>>>
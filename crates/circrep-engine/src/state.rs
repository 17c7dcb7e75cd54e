//! Per-job state and its lifecycle.

use std::collections::VecDeque;
use std::path::PathBuf;

use chrono::{DateTime, Utc};
use circrep_core::CircuitRow;
use serde::Serialize;
use tokio_util::sync::CancellationToken;
use uuid::Uuid;

pub type JobId = Uuid;

/// Pending log messages kept per job; the oldest are dropped past this.
pub const MAX_PENDING_LOGS: usize = 1_000;

#[derive(Debug, Clone, Copy, PartialEq, Eq, Serialize)]
#[serde(rename_all = "snake_case")]
pub enum JobStatus {
    Created,
    Running,
    Completed,
    Failed,
    Canceled,
}

impl JobStatus {
    #[must_use]
    pub fn is_terminal(self) -> bool {
        matches!(self, Self::Completed | Self::Failed | Self::Canceled)
    }

    /// `Created → Running → {Completed, Failed, Canceled}`, plus
    /// `Created → {Failed, Canceled}`. Terminal states accept nothing.
    #[must_use]
    pub fn can_transition_to(self, next: Self) -> bool {
        match self {
            Self::Created => matches!(next, Self::Running | Self::Failed | Self::Canceled),
            Self::Running => next.is_terminal(),
            Self::Completed | Self::Failed | Self::Canceled => false,
        }
    }

    #[must_use]
    pub fn as_str(self) -> &'static str {
        match self {
            Self::Created => "created",
            Self::Running => "running",
            Self::Completed => "completed",
            Self::Failed => "failed",
            Self::Canceled => "canceled",
        }
    }
}

impl std::fmt::Display for JobStatus {
    fn fmt(&self, f: &mut std::fmt::Formatter<'_>) -> std::fmt::Result {
        f.write_str(self.as_str())
    }
}

/// Result of one spreadsheet row.
#[derive(Debug, Clone, PartialEq, Eq, Serialize)]
pub struct CircuitOutcome {
    pub row_number: usize,
    pub node_id: String,
    pub interface_id: String,
    pub node_name: String,
    pub csv_success: bool,
    pub pdf_success: bool,
    pub error: Option<String>,
}

impl CircuitOutcome {
    #[must_use]
    pub fn for_row(row: &CircuitRow) -> Self {
        Self {
            row_number: row.row_number,
            node_id: row.node_id.clone(),
            interface_id: row.interface_id.clone(),
            node_name: row.node_name.clone(),
            csv_success: false,
            pdf_success: false,
            error: None,
        }
    }
}

#[derive(Debug)]
pub struct JobState {
    pub id: JobId,
    pub status: JobStatus,
    /// `None` until the spreadsheet has been read.
    pub total: Option<usize>,
    pub processed: usize,
    /// Sticky: the first error recorded is kept.
    pub error: Option<String>,
    pub cancel: CancellationToken,
    pub outcomes: Vec<CircuitOutcome>,
    pub work_dir: Option<PathBuf>,
    pub archive_path: Option<PathBuf>,
    pub created_at: DateTime<Utc>,
    pub finished_at: Option<DateTime<Utc>>,
    logs: VecDeque<String>,
}

impl JobState {
    #[must_use]
    pub fn new(id: JobId) -> Self {
        Self::new_at(id, Utc::now())
    }

    #[must_use]
    pub fn new_at(id: JobId, created_at: DateTime<Utc>) -> Self {
        Self {
            id,
            status: JobStatus::Created,
            total: None,
            processed: 0,
            error: None,
            cancel: CancellationToken::new(),
            outcomes: Vec::new(),
            work_dir: None,
            archive_path: None,
            created_at,
            finished_at: None,
            logs: VecDeque::new(),
        }
    }

    /// Moves to `next` if the lifecycle allows it; entering a terminal status
    /// stamps `finished_at`. Returns whether the transition happened.
    pub fn transition(&mut self, next: JobStatus) -> bool {
        if !self.status.can_transition_to(next) {
            tracing::debug!(
                job_id = %self.id,
                from = %self.status,
                to = %next,
                "ignoring invalid job transition"
            );
            return false;
        }
        self.status = next;
        if next.is_terminal() {
            self.finished_at = Some(Utc::now());
        }
        true
    }

    /// Records `message` (unless an error is already set) and fails the job.
    pub fn fail(&mut self, message: impl Into<String>) {
        if self.error.is_none() {
            self.error = Some(message.into());
        }
        self.transition(JobStatus::Failed);
    }

    pub fn push_log(&mut self, message: impl Into<String>) {
        if self.logs.len() >= MAX_PENDING_LOGS {
            self.logs.pop_front();
        }
        self.logs.push_back(message.into());
    }

    /// Removes and returns every pending log message.
    pub fn drain_logs(&mut self) -> Vec<String> {
        self.logs.drain(..).collect()
    }

    #[must_use]
    pub fn snapshot(&self) -> JobSnapshot {
        JobSnapshot {
            job_id: self.id,
            status: self.status,
            completed: self.status.is_terminal(),
            total: self
                .total
                .map_or(-1, |t| i64::try_from(t).unwrap_or(i64::MAX)),
            processed: self.processed,
            error: self.error.clone(),
            canceled: self.cancel.is_cancelled(),
            outcomes: self.outcomes.clone(),
            archive_ready: self.status == JobStatus::Completed && self.archive_path.is_some(),
            created_at: self.created_at,
            finished_at: self.finished_at,
        }
    }
}

/// Read-only copy of a job's state as exposed to pollers.
#[derive(Debug, Clone, PartialEq, Eq, Serialize)]
pub struct JobSnapshot {
    pub job_id: JobId,
    pub status: JobStatus,
    pub completed: bool,
    /// `-1` until the spreadsheet has been read.
    pub total: i64,
    pub processed: usize,
    pub error: Option<String>,
    pub canceled: bool,
    pub outcomes: Vec<CircuitOutcome>,
    pub archive_ready: bool,
    pub created_at: DateTime<Utc>,
    pub finished_at: Option<DateTime<Utc>>,
}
<<<
Every line that holds the word "kept" should be copied from the records above.

/// Pending log messages kept per job; the oldest are dropped past this.
    /// Sticky: the first error recorded is kept.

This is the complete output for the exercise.